Render every entry verbatim.

-- Source material follows --

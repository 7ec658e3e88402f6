use std::any::Any;
use std::fmt;
use std::ops::Deref;
use std::sync::Arc;

use zero_primitives::Key;

use super::simple::SimpleRegistry;
use crate::warning::RegistryWarning;
use crate::{RegistryError, RegistryValue};

/// Type-erased registry operations used by the registry-of-registries.
pub trait ErasedRegistry: Send + Sync + 'static {
	fn location(&self) -> &Key;

	fn len(&self) -> usize;

	fn is_empty(&self) -> bool {
		self.len() == 0
	}

	fn is_frozen(&self) -> bool;

	fn freeze(&self) -> Result<(), RegistryError>;

	fn default_key(&self) -> Option<&Key>;

	/// True if the default key of a defaulted registry has a registered value.
	fn has_default_value(&self) -> bool;

	/// Name of the value type, for diagnostics.
	fn value_type_name(&self) -> &'static str;

	fn warnings(&self) -> Vec<RegistryWarning>;

	fn into_any(self: Arc<Self>) -> Arc<dyn Any + Send + Sync>;
}

impl<T: RegistryValue> ErasedRegistry for SimpleRegistry<T> {
	fn location(&self) -> &Key {
		SimpleRegistry::location(self)
	}

	fn len(&self) -> usize {
		SimpleRegistry::len(self)
	}

	fn is_frozen(&self) -> bool {
		SimpleRegistry::is_frozen(self)
	}

	fn freeze(&self) -> Result<(), RegistryError> {
		SimpleRegistry::freeze(self).map(|_| ())
	}

	fn default_key(&self) -> Option<&Key> {
		SimpleRegistry::default_key(self)
	}

	fn has_default_value(&self) -> bool {
		SimpleRegistry::default_key(self).is_some_and(|key| self.contains_location(key))
	}

	fn value_type_name(&self) -> &'static str {
		std::any::type_name::<T>()
	}

	fn warnings(&self) -> Vec<RegistryWarning> {
		SimpleRegistry::warnings(self)
	}

	fn into_any(self: Arc<Self>) -> Arc<dyn Any + Send + Sync> {
		self
	}
}

/// Shared handle to a registry of any value type.
#[derive(Clone)]
pub struct DynRegistry(Arc<dyn ErasedRegistry>);

impl DynRegistry {
	pub fn new<T: RegistryValue>(registry: Arc<SimpleRegistry<T>>) -> Self {
		Self(registry)
	}

	/// The typed registry, if it holds values of type `T`.
	pub fn downcast<T: RegistryValue>(&self) -> Option<Arc<SimpleRegistry<T>>> {
		self.0.clone().into_any().downcast::<SimpleRegistry<T>>().ok()
	}

	pub fn downcast_or_err<T: RegistryValue>(&self) -> Result<Arc<SimpleRegistry<T>>, RegistryError> {
		self.downcast().ok_or_else(|| RegistryError::Type {
			key: self.0.location().clone(),
			type_name: std::any::type_name::<T>(),
		})
	}
}

impl Deref for DynRegistry {
	type Target = dyn ErasedRegistry;

	fn deref(&self) -> &Self::Target {
		&*self.0
	}
}

impl<T: RegistryValue> From<Arc<SimpleRegistry<T>>> for DynRegistry {
	fn from(registry: Arc<SimpleRegistry<T>>) -> Self {
		Self::new(registry)
	}
}

impl fmt::Debug for DynRegistry {
	fn fmt(&self, f: &mut fmt::Formatter<'_>) -> fmt::Result {
		write!(f, "DynRegistry({}: {})", self.0.location(), self.0.value_type_name())
	}
}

-- Source material concluded --

**Solution below:**
repository 7ec658e3e88402f6
use std::any::Any;
use std::fmt;
use std::ops::Deref;
use std::sync::Arc;

use zero_primitives::Key;

use super::simple::SimpleRegistry;
use crate::warning::RegistryWarning;
use crate::{RegistryError, RegistryValue};

/// Type-erased registry operations used by the registry-of-registries.
pub trait ErasedRegistry: Send + Sync + 'static {
	fn location(&self) -> &Key;

	fn len(&self) -> usize;

	fn is_empty(&self) -> bool {
		self.len() == 0
	}

	fn is_frozen(&self) -> bool;

	fn freeze(&self) -> Result<(), RegistryError>;

	fn default_key(&self) -> Option<&Key>;

	/// True if the default key of a defaulted registry has a registered value.
	fn has_default_value(&self) -> bool;

	/// Name of the value type, for diagnostics.
	fn value_type_name(&self) -> &'static str;

	fn warnings(&self) -> Vec<RegistryWarning>;

	fn into_any(self: Arc<Self>) -> Arc<dyn Any + Send + Sync>;
}

impl<T: RegistryValue> ErasedRegistry for SimpleRegistry<T> {
	fn location(&self) -> &Key {
		SimpleRegistry::location(self)
	}

	fn len(&self) -> usize {
		SimpleRegistry::len(self)
	}

	fn is_frozen(&self) -> bool {
		SimpleRegistry::is_frozen(self)
	}

	fn freeze(&self) -> Result<(), RegistryError> {
		SimpleRegistry::freeze(self).map(|_| ())
	}

	fn default_key(&self) -> Option<&Key> {
		SimpleRegistry::default_key(self)
	}

	fn has_default_value(&self) -> bool {
		SimpleRegistry::default_key(self).is_some_and(|key| self.contains_location(key))
	}

	fn value_type_name(&self) -> &'static str {
		std::any::type_name::<T>()
	}

	fn warnings(&self) -> Vec<RegistryWarning> {
		SimpleRegistry::warnings(self)
	}

	fn into_any(self: Arc<Self>) -> Arc<dyn Any + Send + Sync> {
		self
	}
}

/// Shared handle to a registry of any value type.
#[derive(Clone)]
pub struct DynRegistry(Arc<dyn ErasedRegistry>);

impl DynRegistry {
	pub fn new<T: RegistryValue>(registry: Arc<SimpleRegistry<T>>) -> Self {
		Self(registry)
	}

	/// The typed registry, if it holds values of type `T`.
	pub fn downcast<T: RegistryValue>(&self) -> Option<Arc<SimpleRegistry<T>>> {
		self.0.clone().into_any().downcast::<SimpleRegistry<T>>().ok()
	}

	pub fn downcast_or_err<T: RegistryValue>(&self) -> Result<Arc<SimpleRegistry<T>>, RegistryError> {
		self.downcast().ok_or_else(|| RegistryError::Type {
			key: self.0.location().clone(),
			type_name: std::any::type_name::<T>(),
		})
	}
}

impl Deref for DynRegistry {
	type Target = dyn ErasedRegistry;

	fn deref(&self) -> &Self::Target {
		&*self.0
	}
}

impl<T: RegistryValue> From<Arc<SimpleRegistry<T>>> for DynRegistry {
	fn from(registry: Arc<SimpleRegistry<T>>) -> Self {
		Self::new(registry)
	}
}

impl fmt::Debug for DynRegistry {
	fn fmt(&self, f: &mut fmt::Formatter<'_>) -> fmt::Result {
		write!(f, "DynRegistry({}: {})", self.0.location(), self.0.value_type_name())
	}
}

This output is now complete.